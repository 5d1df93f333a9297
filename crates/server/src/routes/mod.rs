pub mod admin;
pub mod chat;
pub mod health;

use axum::http::StatusCode;
use axum::response::IntoResponse;
use axum::Json;
use serde_json::json;

/// Service information served at `/`
pub async fn api_info() -> impl IntoResponse {
    Json(json!({
        "service": "tanya-server",
        "version": env!("CARGO_PKG_VERSION"),
        "endpoints": {
            "chat": "GET /get?msg=...",
            "reload": "POST /api/v1/reload",
            "health": "GET /health",
        }
    }))
}

/// Fallback for unknown routes
pub async fn not_found() -> impl IntoResponse {
    (
        StatusCode::NOT_FOUND,
        Json(json!({
            "error": {
                "code": "NOT_FOUND",
                "message": "Not found",
            }
        })),
    )
}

=-=-=

Copy each line of the listing above that includes the word "async".

pub async fn api_info() -> impl IntoResponse {
pub async fn not_found() -> impl IntoResponse {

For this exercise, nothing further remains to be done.